Suppose instead that we take a $\mathbb{Z}$-module $A$ and set $X^* := \operatorname{Hom}_{\mathbb{Z}}(X, A)$. Then there is a well-defined map
\begin{align*}
\rho:(X^*)_G &\to (X^G)^* \\
[f] &\mapsto f|_{X^G}
\end{align*}
even when $G$ is infinite. Is there a nice description of the kernel and cokernel of $\rho$?
Best Answer
I will answer the question in the case that $G$ is cyclic or pro-cyclic. Write $t$ for a (topological) generator of $G$. Then we can describe $X^G$ and $X_G$ as the kernel and cokernel of $t-1$: $$ 0 \to X^G \to X \xrightarrow{t-1} X \to X_G \to 0. $$ Write $Y = (t-1)X$ for the augmentation ideal.

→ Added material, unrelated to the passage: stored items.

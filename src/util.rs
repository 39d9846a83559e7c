use crate::reminders::Owner;
use crate::{Context, Error, BOT_COLOR};
use poise::serenity_prelude::{
    ComponentInteractionCollector, CreateActionRow, CreateButton, CreateEmbed, CreateEmbedAuthor,
    CreateEmbedFooter, CreateInteractionResponse, CreateInteractionResponseMessage, ReactionType,
};
use poise::CreateReply;

fn create_page_embed(ctx: Context<'_>, pages: &[Vec<String>], title: &str, page: usize) -> CreateEmbed {
    let total: usize = pages.iter().map(Vec::len).sum();
    let first = pages[..page].iter().map(Vec::len).sum::<usize>() + 1;
    CreateEmbed::default()
        .color(BOT_COLOR)
        .author(CreateEmbedAuthor::from(ctx.author().clone()))
        .title(title)
        .description(pages[page].join("\n"))
        .footer(CreateEmbedFooter::new(format!(
            "Page {}/{} - Showing entries {}-{} out of {}.",
            page + 1,
            pages.len(),
            first,
            first + pages[page].len() - 1,
            total
        )))
}

pub async fn paginate(
    ctx: Context<'_>, pages: &[Vec<String>], title: String, mut page: usize,
) -> Result<(), Error> {
    if pages.is_empty() {
        return Ok(());
    }
    // Define some unique identifiers for the navigation buttons
    let ctx_id = ctx.id();
    if page >= pages.len() {
        page = 0;
    }
    let prev_button_id = format!("{}prev", ctx_id);
    let next_button_id = format!("{}next", ctx_id);

    let mut reply = CreateReply::default().embed(create_page_embed(ctx, pages, &title, page));
    if pages.len() > 1 {
        let components = CreateActionRow::Buttons(vec![
            CreateButton::new(&prev_button_id).emoji(ReactionType::Unicode("◀".into())),
            CreateButton::new(&next_button_id).emoji(ReactionType::Unicode("▶".into())),
        ]);
        reply = reply.components(vec![components])
    }

    ctx.send(reply).await?;

    if pages.len() == 1 {
        return Ok(());
    }

    // Loop through incoming interactions with the navigation buttons
    while let Some(press) = ComponentInteractionCollector::new(ctx)
        .filter(move |press| press.data.custom_id.starts_with(&ctx_id.to_string()))
        // Timeout when no navigation button has been pressed for 2 minutes
        .timeout(std::time::Duration::from_secs(120))
        .await
    {
        if press.data.custom_id == next_button_id {
            page = (page + 1) % pages.len();
        } else {
            page = page.checked_sub(1).unwrap_or(pages.len() - 1);
        }

        press
            .create_response(
                ctx.serenity_context(),
                CreateInteractionResponse::UpdateMessage(
                    CreateInteractionResponseMessage::new()
                        .embed(create_page_embed(ctx, pages, &title, page)),
                ),
            )
            .await?;
    }

    Ok(())
}

pub async fn send_ephemeral_text(ctx: Context<'_>, content: &str) -> Result<(), Error> {
    ctx.send(CreateReply::default().content(content).ephemeral(true)).await?;
    Ok(())
}

/// Jump link to the message a reminder was made from, if there was one.
pub fn context_link(owner: &Owner) -> Option<String> {
    owner.message_id.map(|message_id| message_id.link(owner.channel_id, owner.guild_id))
}
use super::dispatch::dispatch_reminders;
use super::Notifier;
use crate::db::Persistence;
use crate::reminders::Scheduler;
use std::sync::Arc;
use std::time::Duration;
use tokio::time::{interval, MissedTickBehavior};
use tracing::{debug, error, warn};

/// Dispatches reminders and saves snapshots until the scheduler is stopped,
/// then writes one last snapshot once the dispatcher has drained.
pub async fn run_reminder_tasks<N, P>(
    scheduler: Arc<Scheduler>, notifier: N, persistence: &P, every: Duration,
) where
    N: Notifier + 'static,
    P: Persistence + ?Sized,
{
    let dispatcher = tokio::spawn(dispatch_reminders(scheduler.clone(), notifier));
    snapshot_reminders(scheduler.clone(), persistence, every).await;

    if let Err(e) = dispatcher.await {
        error!(error = %e, "reminder dispatcher stopped unexpectedly");
    }
    save_snapshot(&scheduler, persistence).await;
}

pub async fn save_snapshot<P: Persistence + ?Sized>(scheduler: &Scheduler, persistence: &P) {
    let reminders = scheduler.snapshot();
    match persistence.save_snapshot(&reminders).await {
        Ok(()) => debug!(count = reminders.len(), "saved reminder snapshot"),
        Err(e) => warn!(error = %e, "failed to save reminder snapshot"),
    }
}

/// Saves a snapshot every `every` until the scheduler is stopped.
pub async fn snapshot_reminders<P: Persistence + ?Sized>(
    scheduler: Arc<Scheduler>, persistence: &P, every: Duration,
) {
    let shutdown = scheduler.shutdown_token().clone();
    let mut ticker = interval(every);
    ticker.set_missed_tick_behavior(MissedTickBehavior::Delay);
    // the first tick completes immediately and startup already loaded this state
    ticker.tick().await;

    loop {
        tokio::select! {
            _ = shutdown.cancelled() => break,
            _ = ticker.tick() => save_snapshot(&scheduler, persistence).await,
        }
    }
}
use crate::util::{context_link, paginate};
use crate::{Context, Error};

const PAGE_ITEMS: usize = 8;

/// Shows your list of reminders
#[poise::command(
    slash_command,
    prefix_command,
    rename = "reminders",
    aliases("reminderlist", "rl"),
    discard_spare_arguments
)]
pub async fn reminder_list(
    ctx: Context<'_>, #[description = "The page to start on"] start_page: Option<usize>,
) -> Result<(), Error> {
    let reminders = ctx.data().scheduler.list_reminders(ctx.author().id);
    if reminders.is_empty() {
        return Err("You have no active reminders.".into());
    }
    let lines: Vec<String> = reminders
        .iter()
        .map(|r| {
            let mut line = format!("ID: {0} · <t:{1}:f> · `{2}`", r.id, r.trigger_at.timestamp(), r.payload);
            if let Some(link) = context_link(&r.owner) {
                line.push_str(&format!(" ([Context]({link}))"));
            }
            line
        })
        .collect();
    let reminder_pages: Vec<Vec<String>> = lines.chunks(PAGE_ITEMS).map(<[String]>::to_vec).collect();

    paginate(
        ctx,
        &reminder_pages,
        format!("Active reminders for {}", ctx.author().name),
        start_page.map(|p| p.saturating_sub(1)).unwrap_or_default(),
    )
    .await
}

We can split into two short exact sequences \begin{align*} &0 \to X^G \to X \to Y \to 0 \\ &0 \to Y \to X \to X_G \to 0. \end{align*} Note that the map $X \to Y$ is given by the action of $t-1$, while the map $Y \to X$ is just the inclusion. Dualizing, we get sequences \begin{align*} &0 \to Y^* \xrightarrow{t-1} X^* \to (X^G)^* \to \operatorname{Ext}^1_{\mathbb{Z}}(Y, A) \to \operatorname{Ext}^1_{\mathbb{Z}}(X, A)\\ &0 \to (X_G)^* \to X^* \longrightarrow Y^* \to \operatorname{Ext}^1_{\mathbb{Z}}(X_G, A) \to \operatorname{Ext}^1_{\mathbb{Z}}(X, A). \end{align*} Since the cokernel of $Y^* \xrightarrow{t-1} X^*$ is $(X^*)_G$ by definition, we get a sequence $$0 \to (X^*)_G \to (X^G)^* \to \operatorname{Ext}^1_{\mathbb{Z}}(Y, A) \to \operatorname{Ext}^1_{\mathbb{Z}}(X, A).$$ The first map in this sequence is $\rho$, so $\rho$ is injective in this case, with cokernel equal to the kernel of $\operatorname{Ext}^1_{\mathbb{Z}}(Y, A) \to \operatorname{Ext}^1_{\mathbb{Z}}(X, A)$.
If $A$ is divisible as an abelian group ($A = \mathbb{C}^\times$ for example), then $\operatorname{Ext}^1_{\mathbb{Z}}(-, A)$ vanishes and $\rho$ is an isomorphism. In this case we also get an isomorphism $(X_G)^* \to (X^*)^G$.